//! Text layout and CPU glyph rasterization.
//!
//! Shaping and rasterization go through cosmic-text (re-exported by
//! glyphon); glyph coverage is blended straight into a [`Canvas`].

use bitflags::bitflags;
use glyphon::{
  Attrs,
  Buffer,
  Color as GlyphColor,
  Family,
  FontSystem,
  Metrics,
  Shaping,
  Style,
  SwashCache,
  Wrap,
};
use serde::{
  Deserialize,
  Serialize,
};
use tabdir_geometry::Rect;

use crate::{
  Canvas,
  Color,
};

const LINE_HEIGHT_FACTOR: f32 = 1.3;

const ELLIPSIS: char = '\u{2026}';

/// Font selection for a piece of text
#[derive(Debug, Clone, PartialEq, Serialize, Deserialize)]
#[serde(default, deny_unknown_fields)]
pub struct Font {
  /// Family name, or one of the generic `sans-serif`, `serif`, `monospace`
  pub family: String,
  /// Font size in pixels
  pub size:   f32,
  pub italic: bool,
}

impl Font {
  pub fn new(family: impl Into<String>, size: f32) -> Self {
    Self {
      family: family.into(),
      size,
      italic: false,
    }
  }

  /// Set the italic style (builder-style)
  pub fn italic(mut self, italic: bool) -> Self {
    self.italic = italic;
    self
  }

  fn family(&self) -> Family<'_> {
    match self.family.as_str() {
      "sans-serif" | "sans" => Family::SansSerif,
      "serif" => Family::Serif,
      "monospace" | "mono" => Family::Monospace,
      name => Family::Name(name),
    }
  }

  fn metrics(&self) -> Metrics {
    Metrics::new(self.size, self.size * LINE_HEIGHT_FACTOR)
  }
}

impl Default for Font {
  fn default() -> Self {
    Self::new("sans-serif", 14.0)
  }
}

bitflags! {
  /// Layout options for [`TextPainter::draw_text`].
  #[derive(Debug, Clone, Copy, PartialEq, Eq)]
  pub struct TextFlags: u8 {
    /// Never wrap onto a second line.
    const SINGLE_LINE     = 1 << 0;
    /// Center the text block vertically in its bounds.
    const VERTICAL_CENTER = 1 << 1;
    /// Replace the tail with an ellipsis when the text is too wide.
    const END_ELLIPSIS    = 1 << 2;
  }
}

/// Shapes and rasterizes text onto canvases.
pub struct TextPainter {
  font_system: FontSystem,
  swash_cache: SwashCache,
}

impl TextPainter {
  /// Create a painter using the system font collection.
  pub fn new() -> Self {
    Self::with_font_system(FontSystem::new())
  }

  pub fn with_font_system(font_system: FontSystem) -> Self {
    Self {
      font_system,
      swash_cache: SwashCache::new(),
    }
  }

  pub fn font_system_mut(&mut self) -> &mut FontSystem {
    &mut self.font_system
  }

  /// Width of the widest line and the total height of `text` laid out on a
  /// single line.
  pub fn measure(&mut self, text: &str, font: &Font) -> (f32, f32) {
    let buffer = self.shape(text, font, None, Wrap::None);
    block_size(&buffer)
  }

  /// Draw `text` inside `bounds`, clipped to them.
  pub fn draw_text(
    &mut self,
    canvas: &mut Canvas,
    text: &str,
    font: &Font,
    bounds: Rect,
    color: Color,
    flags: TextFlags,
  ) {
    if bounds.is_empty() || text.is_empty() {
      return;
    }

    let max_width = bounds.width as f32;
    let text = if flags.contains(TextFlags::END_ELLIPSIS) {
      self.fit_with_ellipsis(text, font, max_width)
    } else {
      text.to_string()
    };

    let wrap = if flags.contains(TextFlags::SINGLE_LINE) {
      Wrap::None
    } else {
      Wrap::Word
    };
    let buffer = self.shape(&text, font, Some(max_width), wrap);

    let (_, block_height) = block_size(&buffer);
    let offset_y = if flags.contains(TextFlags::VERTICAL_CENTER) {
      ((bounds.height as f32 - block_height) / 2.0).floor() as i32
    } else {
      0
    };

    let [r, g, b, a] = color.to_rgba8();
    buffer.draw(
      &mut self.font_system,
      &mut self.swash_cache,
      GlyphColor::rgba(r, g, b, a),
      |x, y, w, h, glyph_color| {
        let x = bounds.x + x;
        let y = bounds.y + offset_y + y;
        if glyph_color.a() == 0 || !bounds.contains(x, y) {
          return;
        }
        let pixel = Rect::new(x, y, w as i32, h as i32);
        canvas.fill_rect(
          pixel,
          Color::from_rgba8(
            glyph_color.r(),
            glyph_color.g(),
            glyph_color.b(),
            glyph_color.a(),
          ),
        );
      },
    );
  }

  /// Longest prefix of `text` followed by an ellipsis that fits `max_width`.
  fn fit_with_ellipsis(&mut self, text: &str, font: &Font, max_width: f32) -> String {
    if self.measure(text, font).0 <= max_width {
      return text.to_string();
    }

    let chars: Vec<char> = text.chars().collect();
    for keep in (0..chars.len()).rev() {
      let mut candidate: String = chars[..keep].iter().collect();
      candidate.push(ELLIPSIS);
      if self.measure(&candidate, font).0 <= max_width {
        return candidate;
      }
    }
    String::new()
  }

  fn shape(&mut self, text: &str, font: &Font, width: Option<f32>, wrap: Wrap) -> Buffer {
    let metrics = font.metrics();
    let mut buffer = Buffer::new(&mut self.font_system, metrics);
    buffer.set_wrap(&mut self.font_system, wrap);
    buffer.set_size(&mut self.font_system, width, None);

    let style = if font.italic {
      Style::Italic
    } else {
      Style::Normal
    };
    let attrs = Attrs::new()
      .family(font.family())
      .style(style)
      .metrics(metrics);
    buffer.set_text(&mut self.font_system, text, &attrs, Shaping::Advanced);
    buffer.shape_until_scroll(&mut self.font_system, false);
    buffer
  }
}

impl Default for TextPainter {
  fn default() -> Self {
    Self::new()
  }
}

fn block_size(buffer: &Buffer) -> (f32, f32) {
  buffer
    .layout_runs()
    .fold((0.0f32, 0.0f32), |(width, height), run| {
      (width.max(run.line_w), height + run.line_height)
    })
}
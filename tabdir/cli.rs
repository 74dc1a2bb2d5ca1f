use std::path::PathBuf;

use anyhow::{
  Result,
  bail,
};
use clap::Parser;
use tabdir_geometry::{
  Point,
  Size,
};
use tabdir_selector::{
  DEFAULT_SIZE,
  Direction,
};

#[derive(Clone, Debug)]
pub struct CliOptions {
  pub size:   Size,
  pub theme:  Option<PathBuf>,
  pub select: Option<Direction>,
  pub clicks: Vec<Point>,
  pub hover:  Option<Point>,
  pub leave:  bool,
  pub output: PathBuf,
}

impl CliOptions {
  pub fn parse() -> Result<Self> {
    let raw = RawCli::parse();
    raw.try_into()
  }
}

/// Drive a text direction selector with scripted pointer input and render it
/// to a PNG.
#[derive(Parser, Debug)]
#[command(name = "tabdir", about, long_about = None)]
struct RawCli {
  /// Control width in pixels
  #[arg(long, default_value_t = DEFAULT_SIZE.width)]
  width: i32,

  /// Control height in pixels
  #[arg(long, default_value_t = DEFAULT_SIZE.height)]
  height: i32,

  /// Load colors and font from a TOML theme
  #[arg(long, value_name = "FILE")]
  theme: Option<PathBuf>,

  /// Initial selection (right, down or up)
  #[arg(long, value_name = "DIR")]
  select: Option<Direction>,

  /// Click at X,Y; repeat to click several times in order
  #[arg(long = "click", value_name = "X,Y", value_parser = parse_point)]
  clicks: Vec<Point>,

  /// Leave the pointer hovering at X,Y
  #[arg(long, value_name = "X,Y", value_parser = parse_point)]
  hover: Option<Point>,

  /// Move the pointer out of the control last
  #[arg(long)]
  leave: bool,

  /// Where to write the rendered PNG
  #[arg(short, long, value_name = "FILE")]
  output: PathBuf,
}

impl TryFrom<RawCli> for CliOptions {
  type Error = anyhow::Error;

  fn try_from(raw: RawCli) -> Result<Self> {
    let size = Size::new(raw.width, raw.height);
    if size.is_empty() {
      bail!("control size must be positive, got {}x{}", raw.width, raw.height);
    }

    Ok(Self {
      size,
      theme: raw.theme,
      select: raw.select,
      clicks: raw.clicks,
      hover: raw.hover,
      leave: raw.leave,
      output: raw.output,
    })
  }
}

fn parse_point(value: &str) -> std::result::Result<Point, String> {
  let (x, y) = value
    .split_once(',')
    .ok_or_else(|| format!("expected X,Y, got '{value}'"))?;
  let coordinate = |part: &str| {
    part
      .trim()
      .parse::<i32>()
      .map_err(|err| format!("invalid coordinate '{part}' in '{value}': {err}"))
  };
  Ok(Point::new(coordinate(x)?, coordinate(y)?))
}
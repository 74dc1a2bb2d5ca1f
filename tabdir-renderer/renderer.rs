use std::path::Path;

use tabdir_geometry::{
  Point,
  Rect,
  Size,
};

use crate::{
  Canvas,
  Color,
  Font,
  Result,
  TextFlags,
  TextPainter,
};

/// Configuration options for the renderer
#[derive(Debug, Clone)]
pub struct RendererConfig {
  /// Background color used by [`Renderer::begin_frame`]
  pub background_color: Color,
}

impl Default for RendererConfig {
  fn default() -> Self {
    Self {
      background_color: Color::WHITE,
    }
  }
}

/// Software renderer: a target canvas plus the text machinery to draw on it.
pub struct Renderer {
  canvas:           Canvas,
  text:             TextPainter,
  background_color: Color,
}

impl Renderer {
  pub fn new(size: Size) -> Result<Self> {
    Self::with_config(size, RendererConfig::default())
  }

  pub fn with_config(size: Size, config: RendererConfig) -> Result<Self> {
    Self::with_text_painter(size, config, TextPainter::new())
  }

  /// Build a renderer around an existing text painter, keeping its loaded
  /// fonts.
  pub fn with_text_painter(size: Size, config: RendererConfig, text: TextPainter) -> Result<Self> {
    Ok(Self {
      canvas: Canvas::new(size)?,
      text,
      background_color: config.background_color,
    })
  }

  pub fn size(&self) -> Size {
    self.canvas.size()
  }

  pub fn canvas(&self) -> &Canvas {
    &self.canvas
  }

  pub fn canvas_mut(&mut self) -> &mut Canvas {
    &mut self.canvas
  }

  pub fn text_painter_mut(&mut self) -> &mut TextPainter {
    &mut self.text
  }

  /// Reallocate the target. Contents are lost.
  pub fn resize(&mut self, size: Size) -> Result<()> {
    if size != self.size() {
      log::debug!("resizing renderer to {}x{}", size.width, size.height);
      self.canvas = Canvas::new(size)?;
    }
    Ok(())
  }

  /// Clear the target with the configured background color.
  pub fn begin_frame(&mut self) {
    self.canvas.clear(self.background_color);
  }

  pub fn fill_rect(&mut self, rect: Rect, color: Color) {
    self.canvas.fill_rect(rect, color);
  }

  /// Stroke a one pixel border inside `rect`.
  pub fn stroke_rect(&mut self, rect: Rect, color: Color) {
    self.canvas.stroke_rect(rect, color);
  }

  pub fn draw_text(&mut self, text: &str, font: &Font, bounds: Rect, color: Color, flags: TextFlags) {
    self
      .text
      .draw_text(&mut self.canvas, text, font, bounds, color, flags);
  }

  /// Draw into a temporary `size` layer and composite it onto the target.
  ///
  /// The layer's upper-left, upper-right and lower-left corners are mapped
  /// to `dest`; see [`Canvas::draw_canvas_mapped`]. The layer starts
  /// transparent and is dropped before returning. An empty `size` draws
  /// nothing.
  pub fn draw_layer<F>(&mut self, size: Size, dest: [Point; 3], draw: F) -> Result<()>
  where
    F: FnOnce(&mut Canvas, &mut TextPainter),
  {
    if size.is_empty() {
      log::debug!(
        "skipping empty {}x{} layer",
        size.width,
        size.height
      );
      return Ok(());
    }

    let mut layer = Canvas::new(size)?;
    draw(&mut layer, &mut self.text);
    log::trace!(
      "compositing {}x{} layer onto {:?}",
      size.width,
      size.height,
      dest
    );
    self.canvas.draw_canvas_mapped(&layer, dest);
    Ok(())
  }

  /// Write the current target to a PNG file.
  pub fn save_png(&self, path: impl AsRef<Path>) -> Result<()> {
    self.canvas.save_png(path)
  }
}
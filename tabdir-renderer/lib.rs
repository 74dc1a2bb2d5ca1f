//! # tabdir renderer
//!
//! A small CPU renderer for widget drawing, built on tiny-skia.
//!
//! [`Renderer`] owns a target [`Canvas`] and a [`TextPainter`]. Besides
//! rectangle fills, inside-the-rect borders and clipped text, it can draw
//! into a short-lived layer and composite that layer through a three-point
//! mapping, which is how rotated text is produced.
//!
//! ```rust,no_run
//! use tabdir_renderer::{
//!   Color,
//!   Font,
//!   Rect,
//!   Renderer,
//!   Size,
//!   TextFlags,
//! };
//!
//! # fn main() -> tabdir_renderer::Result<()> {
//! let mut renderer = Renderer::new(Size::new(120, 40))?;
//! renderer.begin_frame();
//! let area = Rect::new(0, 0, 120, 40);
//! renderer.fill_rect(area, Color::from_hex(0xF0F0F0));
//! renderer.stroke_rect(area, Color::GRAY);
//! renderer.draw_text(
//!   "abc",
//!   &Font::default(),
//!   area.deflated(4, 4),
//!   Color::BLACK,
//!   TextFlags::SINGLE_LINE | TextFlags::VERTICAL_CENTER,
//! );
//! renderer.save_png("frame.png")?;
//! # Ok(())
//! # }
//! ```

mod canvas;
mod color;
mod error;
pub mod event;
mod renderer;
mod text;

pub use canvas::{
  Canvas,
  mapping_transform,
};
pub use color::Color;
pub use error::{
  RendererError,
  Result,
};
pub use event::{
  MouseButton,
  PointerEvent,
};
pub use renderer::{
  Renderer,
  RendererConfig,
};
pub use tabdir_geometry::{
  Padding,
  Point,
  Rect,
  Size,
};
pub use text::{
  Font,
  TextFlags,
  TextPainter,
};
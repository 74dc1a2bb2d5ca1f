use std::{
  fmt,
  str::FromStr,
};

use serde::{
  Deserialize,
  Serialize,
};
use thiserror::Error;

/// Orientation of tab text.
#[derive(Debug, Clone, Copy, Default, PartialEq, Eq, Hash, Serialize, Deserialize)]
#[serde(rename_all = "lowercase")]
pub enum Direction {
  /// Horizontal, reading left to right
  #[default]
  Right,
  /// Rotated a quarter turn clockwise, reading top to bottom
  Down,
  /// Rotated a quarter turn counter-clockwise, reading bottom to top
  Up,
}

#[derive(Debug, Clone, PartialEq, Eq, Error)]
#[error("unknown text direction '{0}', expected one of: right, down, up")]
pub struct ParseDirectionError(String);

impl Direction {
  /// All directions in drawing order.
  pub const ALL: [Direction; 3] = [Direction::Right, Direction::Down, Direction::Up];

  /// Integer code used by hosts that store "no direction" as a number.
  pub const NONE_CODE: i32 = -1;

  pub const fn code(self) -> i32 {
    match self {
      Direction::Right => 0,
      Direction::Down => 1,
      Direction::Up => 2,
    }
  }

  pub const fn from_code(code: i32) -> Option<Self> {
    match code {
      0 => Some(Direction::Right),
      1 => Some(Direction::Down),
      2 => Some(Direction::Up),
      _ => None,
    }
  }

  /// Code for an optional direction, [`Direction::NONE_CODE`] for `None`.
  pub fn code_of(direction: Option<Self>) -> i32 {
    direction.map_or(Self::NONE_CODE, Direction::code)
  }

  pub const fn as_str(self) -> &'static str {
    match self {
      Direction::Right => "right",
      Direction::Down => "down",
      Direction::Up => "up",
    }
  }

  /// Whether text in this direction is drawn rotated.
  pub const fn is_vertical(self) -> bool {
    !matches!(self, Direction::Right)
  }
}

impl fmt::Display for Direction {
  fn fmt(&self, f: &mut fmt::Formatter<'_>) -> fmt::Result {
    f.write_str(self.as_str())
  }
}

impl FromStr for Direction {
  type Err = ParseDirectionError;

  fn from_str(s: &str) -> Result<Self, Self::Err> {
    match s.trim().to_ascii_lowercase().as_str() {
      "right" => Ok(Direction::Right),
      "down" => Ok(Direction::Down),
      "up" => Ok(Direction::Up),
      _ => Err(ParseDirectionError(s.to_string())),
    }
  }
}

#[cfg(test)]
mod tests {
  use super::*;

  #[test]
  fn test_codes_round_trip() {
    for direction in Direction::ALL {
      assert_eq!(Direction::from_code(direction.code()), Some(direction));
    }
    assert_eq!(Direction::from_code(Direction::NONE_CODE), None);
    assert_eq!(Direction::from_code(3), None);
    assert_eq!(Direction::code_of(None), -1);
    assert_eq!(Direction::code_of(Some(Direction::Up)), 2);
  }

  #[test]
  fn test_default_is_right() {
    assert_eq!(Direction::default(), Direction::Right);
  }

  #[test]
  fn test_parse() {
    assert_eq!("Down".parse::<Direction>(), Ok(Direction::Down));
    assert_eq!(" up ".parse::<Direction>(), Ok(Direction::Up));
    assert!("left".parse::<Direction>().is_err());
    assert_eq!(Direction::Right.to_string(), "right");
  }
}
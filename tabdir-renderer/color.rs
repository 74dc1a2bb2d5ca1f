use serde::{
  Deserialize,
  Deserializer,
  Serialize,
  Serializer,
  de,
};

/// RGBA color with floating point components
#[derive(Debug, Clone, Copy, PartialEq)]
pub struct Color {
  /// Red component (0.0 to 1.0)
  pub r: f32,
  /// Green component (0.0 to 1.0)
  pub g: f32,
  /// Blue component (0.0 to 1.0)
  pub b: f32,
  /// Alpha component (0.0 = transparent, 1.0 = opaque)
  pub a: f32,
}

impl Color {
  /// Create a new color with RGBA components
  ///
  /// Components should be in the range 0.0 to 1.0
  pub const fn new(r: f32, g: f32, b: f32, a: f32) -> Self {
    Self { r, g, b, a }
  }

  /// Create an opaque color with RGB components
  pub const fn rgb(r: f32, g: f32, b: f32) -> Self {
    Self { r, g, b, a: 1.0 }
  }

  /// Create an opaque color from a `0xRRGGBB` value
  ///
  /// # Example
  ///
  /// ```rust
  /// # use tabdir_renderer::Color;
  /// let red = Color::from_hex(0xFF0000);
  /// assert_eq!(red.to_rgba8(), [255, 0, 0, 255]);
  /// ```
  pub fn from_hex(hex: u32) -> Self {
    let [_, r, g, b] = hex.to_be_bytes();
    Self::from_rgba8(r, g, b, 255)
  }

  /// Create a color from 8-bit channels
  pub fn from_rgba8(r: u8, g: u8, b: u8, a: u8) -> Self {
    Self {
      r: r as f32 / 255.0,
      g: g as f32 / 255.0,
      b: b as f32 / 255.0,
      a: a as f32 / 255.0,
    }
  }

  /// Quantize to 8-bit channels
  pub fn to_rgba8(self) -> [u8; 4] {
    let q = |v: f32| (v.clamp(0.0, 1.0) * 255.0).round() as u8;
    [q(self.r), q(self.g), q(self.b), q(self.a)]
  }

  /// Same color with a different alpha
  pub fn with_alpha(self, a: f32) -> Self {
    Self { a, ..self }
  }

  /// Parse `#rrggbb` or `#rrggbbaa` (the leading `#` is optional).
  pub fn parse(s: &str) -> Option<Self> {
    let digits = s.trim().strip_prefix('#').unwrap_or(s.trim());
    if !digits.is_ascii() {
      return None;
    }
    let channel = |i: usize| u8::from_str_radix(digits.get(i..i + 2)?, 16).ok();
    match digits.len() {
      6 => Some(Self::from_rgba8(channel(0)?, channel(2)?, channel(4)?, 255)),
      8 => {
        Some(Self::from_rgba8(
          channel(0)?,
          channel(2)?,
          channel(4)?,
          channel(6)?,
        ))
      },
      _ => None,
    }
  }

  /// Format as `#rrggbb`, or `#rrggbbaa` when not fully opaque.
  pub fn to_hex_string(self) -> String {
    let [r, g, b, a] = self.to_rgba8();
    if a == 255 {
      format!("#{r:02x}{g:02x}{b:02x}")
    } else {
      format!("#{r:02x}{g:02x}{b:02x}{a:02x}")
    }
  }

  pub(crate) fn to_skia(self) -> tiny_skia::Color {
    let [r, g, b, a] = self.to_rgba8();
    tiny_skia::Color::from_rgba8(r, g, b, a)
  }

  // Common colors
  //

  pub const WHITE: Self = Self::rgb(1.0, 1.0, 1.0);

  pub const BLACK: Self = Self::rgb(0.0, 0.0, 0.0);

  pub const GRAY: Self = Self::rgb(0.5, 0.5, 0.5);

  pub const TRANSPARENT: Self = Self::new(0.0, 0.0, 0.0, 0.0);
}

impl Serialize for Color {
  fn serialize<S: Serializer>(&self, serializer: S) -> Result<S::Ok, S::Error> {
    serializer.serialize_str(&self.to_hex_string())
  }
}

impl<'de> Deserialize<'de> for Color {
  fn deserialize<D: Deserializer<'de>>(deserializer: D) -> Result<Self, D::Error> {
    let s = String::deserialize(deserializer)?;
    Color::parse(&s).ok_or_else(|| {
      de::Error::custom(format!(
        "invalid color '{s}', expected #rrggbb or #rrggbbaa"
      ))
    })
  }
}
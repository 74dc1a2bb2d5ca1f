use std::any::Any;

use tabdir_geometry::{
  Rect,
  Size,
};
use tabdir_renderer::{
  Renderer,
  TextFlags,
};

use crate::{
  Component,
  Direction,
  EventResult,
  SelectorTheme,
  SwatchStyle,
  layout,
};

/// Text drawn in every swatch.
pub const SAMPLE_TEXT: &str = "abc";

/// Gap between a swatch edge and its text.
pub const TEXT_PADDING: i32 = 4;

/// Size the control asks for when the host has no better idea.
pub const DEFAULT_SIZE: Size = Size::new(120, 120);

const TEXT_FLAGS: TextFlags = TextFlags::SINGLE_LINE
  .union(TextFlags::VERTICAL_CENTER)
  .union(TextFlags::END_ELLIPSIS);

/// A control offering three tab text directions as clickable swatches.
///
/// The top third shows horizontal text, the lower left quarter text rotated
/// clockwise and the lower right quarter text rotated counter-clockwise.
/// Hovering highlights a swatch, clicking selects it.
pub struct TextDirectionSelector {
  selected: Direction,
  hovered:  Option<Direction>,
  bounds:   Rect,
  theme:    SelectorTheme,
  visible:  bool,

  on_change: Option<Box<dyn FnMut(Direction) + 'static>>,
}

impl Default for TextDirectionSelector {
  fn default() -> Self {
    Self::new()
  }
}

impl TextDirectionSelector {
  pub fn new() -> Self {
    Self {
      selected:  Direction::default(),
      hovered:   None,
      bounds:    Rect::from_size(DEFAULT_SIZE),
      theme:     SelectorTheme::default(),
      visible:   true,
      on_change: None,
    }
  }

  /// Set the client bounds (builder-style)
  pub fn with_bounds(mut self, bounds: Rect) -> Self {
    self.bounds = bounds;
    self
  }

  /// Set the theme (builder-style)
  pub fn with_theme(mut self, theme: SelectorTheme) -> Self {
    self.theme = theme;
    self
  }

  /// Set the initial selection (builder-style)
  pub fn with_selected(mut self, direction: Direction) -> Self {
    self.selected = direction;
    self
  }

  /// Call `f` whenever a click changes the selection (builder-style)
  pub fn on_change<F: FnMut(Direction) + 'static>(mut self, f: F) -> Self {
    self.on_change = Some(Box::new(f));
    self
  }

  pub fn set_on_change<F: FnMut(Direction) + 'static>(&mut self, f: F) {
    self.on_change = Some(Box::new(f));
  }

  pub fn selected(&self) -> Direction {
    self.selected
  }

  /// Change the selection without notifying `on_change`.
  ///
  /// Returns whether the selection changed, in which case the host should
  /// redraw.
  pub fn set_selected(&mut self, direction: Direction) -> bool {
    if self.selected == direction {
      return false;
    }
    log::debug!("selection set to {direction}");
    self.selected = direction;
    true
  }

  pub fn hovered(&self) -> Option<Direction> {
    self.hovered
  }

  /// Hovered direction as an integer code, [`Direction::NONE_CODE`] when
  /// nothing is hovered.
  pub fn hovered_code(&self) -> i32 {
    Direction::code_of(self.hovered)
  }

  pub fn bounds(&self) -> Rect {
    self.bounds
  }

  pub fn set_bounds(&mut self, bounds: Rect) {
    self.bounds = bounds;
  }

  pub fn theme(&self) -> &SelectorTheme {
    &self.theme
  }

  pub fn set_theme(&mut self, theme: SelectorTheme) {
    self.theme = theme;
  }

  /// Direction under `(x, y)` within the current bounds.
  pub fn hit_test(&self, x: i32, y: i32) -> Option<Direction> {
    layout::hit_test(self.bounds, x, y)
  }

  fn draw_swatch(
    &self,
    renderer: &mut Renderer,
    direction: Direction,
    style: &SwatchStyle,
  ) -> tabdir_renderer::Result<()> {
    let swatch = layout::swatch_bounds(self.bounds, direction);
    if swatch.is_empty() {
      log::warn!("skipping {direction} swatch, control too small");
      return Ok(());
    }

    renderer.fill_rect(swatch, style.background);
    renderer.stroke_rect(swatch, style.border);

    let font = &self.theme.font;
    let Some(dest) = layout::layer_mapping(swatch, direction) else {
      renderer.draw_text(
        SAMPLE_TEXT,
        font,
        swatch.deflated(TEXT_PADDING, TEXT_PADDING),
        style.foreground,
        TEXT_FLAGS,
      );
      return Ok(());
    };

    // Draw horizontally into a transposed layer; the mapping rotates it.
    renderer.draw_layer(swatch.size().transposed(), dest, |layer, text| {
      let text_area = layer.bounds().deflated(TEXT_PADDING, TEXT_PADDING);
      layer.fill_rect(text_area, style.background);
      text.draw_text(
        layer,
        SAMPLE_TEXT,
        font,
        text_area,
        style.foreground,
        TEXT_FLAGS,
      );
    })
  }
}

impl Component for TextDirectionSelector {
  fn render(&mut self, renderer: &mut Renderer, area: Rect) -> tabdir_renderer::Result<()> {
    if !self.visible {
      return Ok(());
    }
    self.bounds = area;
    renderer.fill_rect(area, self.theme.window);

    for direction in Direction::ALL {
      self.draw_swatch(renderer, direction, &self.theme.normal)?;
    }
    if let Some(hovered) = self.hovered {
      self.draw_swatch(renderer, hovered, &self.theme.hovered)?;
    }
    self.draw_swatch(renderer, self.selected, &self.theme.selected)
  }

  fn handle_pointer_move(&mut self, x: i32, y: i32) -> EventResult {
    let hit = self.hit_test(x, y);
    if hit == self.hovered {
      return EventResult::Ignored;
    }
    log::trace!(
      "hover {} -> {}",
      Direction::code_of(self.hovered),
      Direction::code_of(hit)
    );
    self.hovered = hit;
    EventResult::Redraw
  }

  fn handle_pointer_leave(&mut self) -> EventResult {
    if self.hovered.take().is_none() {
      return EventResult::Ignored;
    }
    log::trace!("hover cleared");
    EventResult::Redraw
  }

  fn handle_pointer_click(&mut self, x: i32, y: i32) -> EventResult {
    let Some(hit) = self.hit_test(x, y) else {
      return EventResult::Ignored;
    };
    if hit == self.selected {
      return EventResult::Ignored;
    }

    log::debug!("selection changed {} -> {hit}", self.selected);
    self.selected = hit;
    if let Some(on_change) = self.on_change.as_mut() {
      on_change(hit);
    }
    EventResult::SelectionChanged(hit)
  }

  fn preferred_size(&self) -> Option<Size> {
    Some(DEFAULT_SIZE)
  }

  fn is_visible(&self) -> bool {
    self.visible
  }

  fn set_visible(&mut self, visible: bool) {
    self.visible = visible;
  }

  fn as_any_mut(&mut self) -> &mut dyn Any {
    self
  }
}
■ ■ ■ ■
Task to carry out:
Please work out how many lines above contain the string "Copy", and reply with that number alone.

Output for this exercise:
3